Dumbledore Does Lie (Re: What turned Snape)
abergoat
adescour at pirl.lpl.arizona.edu
Tue Oct 3 02:24:53 UTC 2006
No: HPFGUIDX 159010
Dungrollin wrote:
> It's also possible that as Snape is listening at the door, Aberforth
> interrupts and challenges him, preventing Snape from hearing the end
> of the prophecy.
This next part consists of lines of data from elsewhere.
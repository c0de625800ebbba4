//! IoT Hub Server
//!
//! Main entry point: loads the configuration, opens the registries, connects
//! to the MQTT broker and routes every received message through the rules.

mod mqtt;

use std::path::PathBuf;
use std::sync::Arc;
use std::time::Duration;

use anyhow::{Context, Result};
use hub_config::{HubConfig, DERIVED_RULE_ID_PREFIX};
use hub_event_bus::MessageBus;
use hub_registries::Registries;
use hub_router::{MessageRouter, RouterService, RouterStores};
use hub_rules::{RhaiScriptEngine, RuleEngine};
use hub_topic_cache::RecentValueCache;
use tracing::{info, warn};
use tracing_subscriber::EnvFilter;

/// Environment variable naming the config directory
const CONFIG_DIR_ENV: &str = "IOT_HUB_CONFIG";

/// How often buffered topic history is written to storage
const HISTORY_FLUSH_INTERVAL: Duration = Duration::from_secs(60);

fn config_dir() -> PathBuf {
    std::env::args()
        .nth(1)
        .or_else(|| std::env::var(CONFIG_DIR_ENV).ok())
        .map(PathBuf::from)
        .unwrap_or_else(|| PathBuf::from("config"))
}

/// Add configured known topics and rules to the registries
///
/// Stored known topics win over configured ones. Configured rules replace
/// their stored definition but keep the last evaluation. Stored rules with a
/// derived id that is no longer configured are removed.
fn seed_registries(registries: &Registries, config: &HubConfig) -> (usize, usize) {
    let mut topics = 0;
    for known_topic in config.known_topics() {
        if registries
            .known_topics
            .get(&known_topic.project_name, &known_topic.topic)
            .is_none()
        {
            registries.known_topics.insert(known_topic);
            topics += 1;
        }
    }

    let configured = config.rules();
    let stale: Vec<String> = registries
        .rules
        .iter()
        .filter(|stored| stored.id.starts_with(DERIVED_RULE_ID_PREFIX))
        .filter(|stored| !configured.iter().any(|rule| rule.id == stored.id))
        .map(|stored| stored.id.clone())
        .collect();
    for id in stale {
        info!(rule_id = %id, "Removing rule no longer in configuration");
        registries.rules.remove(&id);
    }

    let mut rules = 0;
    for mut rule in configured {
        if let Some(stored) = registries.rules.get(&rule.id) {
            rule.last_trigger_date_time = stored.last_trigger_date_time;
            rule.expression_evaluation_result = stored.expression_evaluation_result;
            rule.expression_evaluation_protocol = stored.expression_evaluation_protocol.clone();
        }
        registries.rules.insert(rule);
        rules += 1;
    }

    (topics, rules)
}

fn script_engine(config: &HubConfig) -> Result<RhaiScriptEngine> {
    let scripts = RhaiScriptEngine::new();
    for script in &config.scripts {
        scripts
            .register(&script.name, &script.source)
            .with_context(|| format!("failed to compile script '{}'", script.name))?;
    }
    Ok(scripts)
}

#[tokio::main]
async fn main() -> Result<()> {
    let env_filter = EnvFilter::try_from_default_env().unwrap_or_else(|_| EnvFilter::new("info"));
    tracing_subscriber::fmt()
        .with_env_filter(env_filter)
        .with_target(true)
        .init();

    let config_dir = config_dir();
    info!(config_dir = %config_dir.display(), "Starting IoT hub");

    let config = Arc::new(
        HubConfig::load(&config_dir)
            .with_context(|| format!("failed to load configuration from {}", config_dir.display()))?,
    );

    let registries = Registries::new(&config.storage.path, config.storage.history_per_topic);
    registries
        .load_all()
        .await
        .context("failed to load registries")?;
    let (topics, rules) = seed_registries(&registries, &config);
    info!(known_topics = topics, rules, "Seeded registries from configuration");

    let cache = Arc::new(RecentValueCache::new(config.cache.capacity));
    let engine = RuleEngine::with_sqlite(
        cache.clone(),
        registries.known_topics.clone(),
        Arc::new(script_engine(&config)?),
    )
    .context("failed to create rule engine")?;

    let bus = Arc::new(MessageBus::new());
    let (client, event_loop) = mqtt::connect(&config.broker);
    let publisher = mqtt::MqttPublisher::new(client.clone());

    let router = MessageRouter::new(
        config.namespace.clone(),
        cache,
        RouterStores::from(&registries),
        engine,
        Arc::new(publisher.clone()),
    )
    .with_broker_host(config.broker.host.clone());

    let service = RouterService::new(bus.clone(), Arc::new(router));
    service.start().await;

    let known_topics = registries.known_topics.clone();
    let history_flush = tokio::spawn(async move {
        let mut interval = tokio::time::interval(HISTORY_FLUSH_INTERVAL);
        loop {
            interval.tick().await;
            if let Err(e) = known_topics.flush_history().await {
                warn!(error = %e, "Failed to write topic history");
            }
        }
    });

    let transport = tokio::spawn(mqtt::run_event_loop(
        event_loop,
        client.clone(),
        publisher,
        bus,
        config.clone(),
    ));

    info!(
        namespace = %config.namespace,
        broker = %format!("{}:{}", config.broker.host, config.broker.port),
        "IoT hub is running"
    );

    tokio::signal::ctrl_c().await?;
    info!("Shutting down...");

    service.stop();
    let _ = client.disconnect().await;
    transport.abort();
    history_flush.abort();
    registries
        .persist_all()
        .await
        .context("failed to persist registries")?;

    Ok(())
}
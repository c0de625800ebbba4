//! `{Operator, Value}` condition objects
//!
//! A condition object compares the inbound payload against a fixed value:
//!
//! ```text
//! {"Operator": ">=", "Value": 20}
//! [{"operator": "==", "value": "RED"}, {"operator": "==", "value": "ORANGE"}]
//! ```
//!
//! Lists match when any element matches. Single-quoted JSON is accepted.

use serde::Deserialize;
use serde_json::Value;
use tracing::debug;

/// One operator/value pair
#[derive(Debug, Clone, Default, PartialEq, Deserialize)]
pub struct ConditionObject {
    #[serde(alias = "Operator", default)]
    pub operator: String,

    #[serde(alias = "Value", default, deserialize_with = "value_as_text")]
    pub value: String,
}

fn value_as_text<'de, D>(deserializer: D) -> Result<String, D::Error>
where
    D: serde::Deserializer<'de>,
{
    Ok(match Value::deserialize(deserializer)? {
        Value::String(s) => s,
        Value::Null => String::new(),
        other => other.to_string(),
    })
}

fn parse_lenient<T: serde::de::DeserializeOwned>(text: &str) -> Option<T> {
    serde_json::from_str(text)
        .or_else(|_| serde_json::from_str(&text.replace('\'', "\"")))
        .map_err(|e| debug!(text, error = %e, "Unparseable condition"))
        .ok()
}

impl ConditionObject {
    pub fn new(operator: impl Into<String>, value: impl Into<String>) -> Self {
        Self {
            operator: operator.into(),
            value: value.into(),
        }
    }

    /// Parse a single `{...}` condition
    pub fn parse(text: &str) -> Option<Self> {
        parse_lenient(text)
    }

    /// Parse a `[{...}, ...]` condition list
    pub fn parse_list(text: &str) -> Option<Vec<Self>> {
        parse_lenient(text)
    }

    /// Whether `payload` satisfies this condition
    ///
    /// Non-numeric operands of numeric operators and unknown operators never
    /// match.
    pub fn evaluate(&self, payload: &str) -> bool {
        let operator = self.operator.trim();
        if operator.is_empty() || self.value.is_empty() {
            return false;
        }

        let payload = payload.trim();
        match operator.to_lowercase().as_str() {
            "contains" => contains_ignore_case(payload, &self.value),
            "contains not" => !contains_ignore_case(payload, &self.value),
            ">" => self.compare(payload, |p, v| p > v),
            "<" => self.compare(payload, |p, v| p < v),
            ">=" => self.compare(payload, |p, v| p >= v),
            "<=" => self.compare(payload, |p, v| p <= v),
            "=" | "==" => match (number(payload), number(&self.value)) {
                (Some(p), Some(v)) => p == v,
                (_, Some(_)) => false,
                _ => payload == self.value,
            },
            "%" => match (number(payload), number(&self.value)) {
                (Some(_), Some(v)) if v == 0.0 => false,
                (Some(p), Some(v)) => p % v != 0.0,
                _ => false,
            },
            other => {
                debug!(operator = other, "Unknown condition operator");
                false
            }
        }
    }

    fn compare(&self, payload: &str, op: impl Fn(f64, f64) -> bool) -> bool {
        match (number(payload), number(&self.value)) {
            (Some(p), Some(v)) => op(p, v),
            _ => false,
        }
    }
}

fn contains_ignore_case(payload: &str, value: &str) -> bool {
    payload.to_lowercase().contains(&value.to_lowercase())
}

fn number(text: &str) -> Option<f64> {
    text.trim().parse::<f64>().ok().filter(|n| n.is_finite())
}

/// Evaluate a condition list, first match wins
pub fn any_matches(conditions: &[ConditionObject], payload: &str) -> bool {
    conditions.iter().any(|condition| condition.evaluate(payload))
}

#[cfg(test)]
mod tests {
    use super::*;

    #[test]
    fn test_parse_variants() {
        let upper = ConditionObject::parse(r#"{"Operator":"<","Value":"70"}"#).unwrap();
        assert_eq!(upper, ConditionObject::new("<", "70"));

        let numeric = ConditionObject::parse(r#"{"operator": ">=", "value": 20.5}"#).unwrap();
        assert_eq!(numeric.value, "20.5");

        let single = ConditionObject::parse("{'Operator': 'Contains', 'Value': 'IoT'}").unwrap();
        assert_eq!(single.operator, "Contains");

        assert!(ConditionObject::parse("{nonsense").is_none());
    }

    #[test]
    fn test_numeric_operators() {
        assert!(!ConditionObject::new("<", "70").evaluate("78"));
        assert!(ConditionObject::new(">", "70").evaluate("78"));
        assert!(ConditionObject::new(">=", "78").evaluate("78.0"));
        assert!(ConditionObject::new("<=", "78").evaluate(" 77 "));
        assert!(!ConditionObject::new(">", "70").evaluate("warm"));
    }

    #[test]
    fn test_equality() {
        assert!(ConditionObject::new("==", "77").evaluate("77.0"));
        assert!(ConditionObject::new("=", "RED").evaluate("RED"));
        assert!(!ConditionObject::new("==", "RED").evaluate("red"));
        assert!(!ConditionObject::new("==", "77").evaluate("seventy-seven"));
    }

    #[test]
    fn test_modulo_non_zero_matches() {
        assert!(!ConditionObject::new("%", "2").evaluate("80"));
        assert!(ConditionObject::new("%", "2").evaluate("81"));
        assert!(!ConditionObject::new("%", "0").evaluate("81"));
    }

    #[test]
    fn test_contains() {
        assert!(ConditionObject::new("contains", "IoT").evaluate("IoTZoo"));
        assert!(ConditionObject::new("Contains", "iot").evaluate("IoTZoo"));
        assert!(!ConditionObject::new("Contains not", "iot").evaluate("IoTZoo"));
        assert!(ConditionObject::new("CONTAINS NOT", "IoT").evaluate("Freudenreich"));
        assert!(!ConditionObject::new("Contains not", "Zoo").evaluate("IoTZoo"));
    }

    #[test]
    fn test_empty_or_unknown() {
        assert!(!ConditionObject::new("", "1").evaluate("1"));
        assert!(!ConditionObject::new("==", "").evaluate(""));
        assert!(!ConditionObject::new("~", "1").evaluate("1"));
    }

    #[test]
    fn test_list_any_matches() {
        let list = ConditionObject::parse_list(
            r#"[{"Operator":"==","Value":"RED"},{"Operator":"==","Value":"ORANGE"}]"#,
        )
        .unwrap();
        assert!(any_matches(&list, "ORANGE"));
        assert!(!any_matches(&list, "BLUE"));
    }
}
Aberforth is unsatisfied with Snape's stammering
> that he came the wrong way up the stairs (and let's face it, how un-
> Snapeish is that pathetic excuse? - it suggests to me that he's
> *not* used to all this cloak and dagger stuff yet, he really is just
> a young naive DE) and just as Sybil finishes the prophecy, Aberforth
> flings open the door, revealing Snape to Trelawney and DD.
Abergoat writes:
But we've already seen that a pensieve gives more than the viewer
originally knew about (JKR has verified this) and what is Legilimency
but using the mind as a pensieve in place? Dumbledore could not say
with complete certainty that no one else had the prophecy unless he
had done something to the room. Snape has had a pensieve in his
possession, Dumbledore must know that even if Snape had extracted his
own memory he couldn't put an ear to the door and hear what Trelawney
was saying.
Besides, she speaks in a booming voice. It would be rather hard not to
pick up at least some of it. Aberforth had to stop to inhale during
his tirade.
It seems like the simplest solution, and JKR's 'problems' where
probably made in the earlier books, not book five and six.